Николай сидел у изголовья спящих детей и остановившимся взглядом своих пронзительно черных глаз словно старался что-то рассмотреть за колыбелью. В эту минуту колдун думал о судьбе племянницы Евы, мысли блуждали далеко за стенами его сырой холодной квартиры , воображение выхватывало одну картинку за другой, и каждая была чуднее и страшнее предыдущей. Он напрягался, проникая дальше и дальше в чужую судьбу, но все внезапно оборвалось, словно погас свет и опустились сумерки. Колдун вздрогнул – в колыбели кричали мальчик Алеша и девочка Светлана. Он попытался было их успокоить, качал колыбель, уговаривал, но дети заходились в крике и синели. В комнату вбежала испуганная Антонина, с перевязанной крест-накрест пуховой материнской шалью грудью.


Дети заболели. Их страдания длились недолго : в понедельник в страшных судорогах умерла Светлана. Отнеся гробик на кладбище, Николай и Антонина едва вошли на порог, как навстречу им бросилась, причитая, ее мать - ломать начало восьмимесячного Алешу. Николай, не раздеваясь, побежал за Аленой Федоровной.


Та пришла, разделась, согрела руки о печку, подошла к кроватке, внимательно посмотрела на внука и сказала :


-Младенческая его душит, отойдите, - и набросила на кроватку свою черную шаль.

 

Пока отец Антонины бегал за фельдшерицей , Алена Федоровна наклонилась над черным пологом и плакала, шепча : « Детка милая, слов-то я тятькиных не знаю, прости меня, глупую!»


Прибежала фельдшерица, откинула черную шаль, послушала , как дышит мальчик, скорбно покачала головой:


-Двустороннее воспаление легких. Упустили.


Мальчика били судороги так, что Антонина, едва живая после похорон, не могла взять его на руки. И Николаю было страшно подойти к сыну. Тогда Алена Федоровна взяла на руки младенца, крепко прижала его к груди. Ей с трудом удавалось удерживать извивающееся в агонии крошечное тельце, но она, шепча молитвы, приняла в руки, к себе в грудь эту крошечную страшную кончину. Николай стоял на коленях перед матерью и просил у нее прощения. Когда ребенок затих, он встал и пошел в сарай, делать второй гробик.

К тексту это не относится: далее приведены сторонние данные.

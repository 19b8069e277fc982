use clap::{ArgGroup, Args, Subcommand};
use printshop::{
    cart::{AddToCart, CartAction, CartItem},
    customization::Customization,
};
use printshop_app::context::AppContext;
use tabled::builder::Builder;

use crate::cli::{
    selection::{self, SelectionArgs},
    table,
};

#[derive(Debug, Args)]
pub(crate) struct CartCommand {
    #[command(subcommand)]
    command: CartSubcommand,
}

#[derive(Debug, Subcommand)]
enum CartSubcommand {
    /// List cart lines and totals
    Show,

    /// Add a product or a customized model
    Add(AddArgs),

    /// Remove a line
    Remove(RemoveArgs),

    /// Set a line's quantity; zero or less removes it
    Update(UpdateArgs),

    /// Remove every line
    Clear,
}

#[derive(Debug, Args)]
#[command(group(ArgGroup::new("target").required(true).args(["model", "product"])))]
pub(crate) struct AddArgs {
    /// Customizable model to add
    #[arg(long)]
    model: Option<String>,

    /// Regular product to add
    #[arg(long)]
    product: Option<String>,

    /// Variant of the product or model
    #[arg(long)]
    variant: Option<String>,

    /// Quantity to add
    #[arg(long, default_value_t = 1)]
    quantity: u32,

    /// Text to print
    #[arg(long, requires = "model")]
    text: Option<String>,

    /// Artwork to print (URL or upload id)
    #[arg(long, requires = "model")]
    image: Option<String>,

    #[command(flatten)]
    selection: SelectionArgs,
}

#[derive(Debug, Args)]
pub(crate) struct RemoveArgs {
    /// Line id as shown by `cart show`
    line_id: String,
}

#[derive(Debug, Args)]
pub(crate) struct UpdateArgs {
    /// Line id as shown by `cart show`
    line_id: String,

    /// New quantity
    #[arg(allow_negative_numbers = true)]
    quantity: i64,
}

pub(crate) async fn run(command: CartCommand, context: &mut AppContext) -> Result<(), String> {
    match command.command {
        CartSubcommand::Show => show(context),
        CartSubcommand::Add(args) => add(args, context).await,
        CartSubcommand::Remove(args) => {
            let key = line(context, &args.line_id)?.key.clone();
            context.state.dispatch(CartAction::RemoveFromCart(key));
            show(context)
        }
        CartSubcommand::Update(args) => {
            let key = line(context, &args.line_id)?.key.clone();
            context
                .state
                .dispatch(CartAction::UpdateQuantity(key, args.quantity));
            show(context)
        }
        CartSubcommand::Clear => {
            context.state.dispatch(CartAction::ClearCart);
            show(context)
        }
    }
}

async fn add(args: AddArgs, context: &mut AppContext) -> Result<(), String> {
    let payload = match (&args.model, &args.product) {
        (Some(model_id), _) => {
            let model = selection::model(context, model_id).await?;

            let mut selector =
                selection::selector(context, model.base_price, args.selection).await?;
            selector.set_text(args.text.clone());
            selector.set_image(args.image.clone());

            selector.add_to_cart(&model, args.variant.as_deref(), args.quantity)
        }
        (None, Some(product_id)) => {
            let products = context
                .catalog
                .list_products()
                .await
                .map_err(|error| format!("failed to load products: {error}"))?;

            let product = products
                .into_iter()
                .find(|product| &product.id == product_id)
                .ok_or_else(|| format!("no product with id {product_id}"))?;

            let mut payload = AddToCart::new(
                &product.id,
                &product.name,
                product.variant_price(args.variant.as_deref()),
            )
            .with_quantity(args.quantity);

            if let Some(variant) = &args.variant {
                payload = payload.with_variant(variant);
            }

            if let Some(image) = &product.image {
                payload = payload.with_image(image);
            }

            payload
        }
        (None, None) => return Err("either --model or --product is required".to_string()),
    };

    context.state.dispatch(CartAction::AddToCart(payload));

    if let Some(error) = context.state.cart.error() {
        return Err(error.to_string());
    }

    show(context)
}

fn line<'a>(context: &'a AppContext, line_id: &str) -> Result<&'a CartItem, String> {
    context
        .state
        .cart
        .find_by_line_id(line_id)
        .ok_or_else(|| format!("no cart line {line_id}"))
}

fn show(context: &AppContext) -> Result<(), String> {
    let cart = &context.state.cart;

    if cart.is_empty() {
        println!("cart is empty");
        return Ok(());
    }

    let mut builder = Builder::default();
    builder.push_record([
        "Line",
        "Item",
        "Variant",
        "Customization",
        "Qty",
        "Unit",
        "Total",
    ]);

    for item in cart.items() {
        builder.push_record([
            item.key.line_id(),
            item.name.clone(),
            item.key.variant_id().unwrap_or("-").to_string(),
            item.customization()
                .map_or_else(|| "-".to_string(), describe_customization),
            item.quantity.to_string(),
            table::amount(item.price, context.currency)?,
            table::amount(item.line_total(), context.currency)?,
        ]);
    }

    println!("{}", table::render(builder, 4));

    let total = cart
        .formatted_total(context.currency)
        .map_err(|error| error.to_string())?;

    println!("{} items, total {total}", cart.total_quantity());

    Ok(())
}

fn describe_customization(customization: &Customization) -> String {
    let selection = &customization.selection;

    let mut parts = Vec::new();

    if let Some(placement) = selection.text_placement() {
        parts.push(match &customization.text {
            Some(text) => format!("text {placement}: {text:?}"),
            None => format!("text {placement}"),
        });
    }

    if let Some(placement) = selection.image_placement() {
        parts.push(match &customization.image {
            Some(image) => format!("image {placement}: {image}"),
            None => format!("image {placement}"),
        });
    }

    if parts.is_empty() {
        "none".to_string()
    } else {
        parts.join("\n")
    }
}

Эти две смерти не соединили мать и сына. После вторых похорон Николай все также чурался сестры и Алены Федоровны. Еву он ненавидел. Через год Антонина родила третьего ребенка, мальчика назвали, вопреки плохой примете, Алешей. Еще через два года родилась девочка Светлана. Эти дети не болели и благополучно выжили. Николай построил добротный дом на краю Збродова, в местечке, которое збродовцы почему-то называли Амазонкой. Он часто крупно выигрывал по облигациям государственного займа и в лотерею и одним из первых в Збродове купил автомобиль «Москвич» и телевизор КВН. Матери и племяннице не помогал и не пускал их в свой богатый дом. Только однажды, под Новый год, маленькая Ева побывала там, насмотревшись невиданных дотоле чудес. Но в этот же чудный новогодний вечер была изгнана из рая навсегда за свой не прощенный дядей детский грех.


Новый год.




 Ева росла в крайней бедности. Алена Федоровна все-таки выдала замуж свою беспутную дочь, чтобы прикрыть позор, и у Евы родился сводный брат Валерка. Отчим увез их жить в деревню к матери, где о девочке мало заботились и она часто голодала. Но Ева была очень сообразительная, и хотя ей едва исполнилось три года, она подсмотрела, как козе Машке носят в хлев сено, которое так хорошо пахло и коза аппетитно жевала . Ева попросила, чтобы и ей принесли сена, но, опасаясь, что отчим и его мать догадаются о намерениях объесть Машку, сказала : будет играть в козу. Гогоча, отчим сунул ей под нос клок сена, и Ева попыталась жевать сухую траву. Сено оказалось невкусным, и девочка выплюнула его. Тогда Шурка подозвала ее к себе и , вынув сосок груди изо рта толстого Валерки, пыталась покормить своим молоком дочку. Та тут же выплюнула материнское молоко, которое показалось ей еще противнее, чем козье сено.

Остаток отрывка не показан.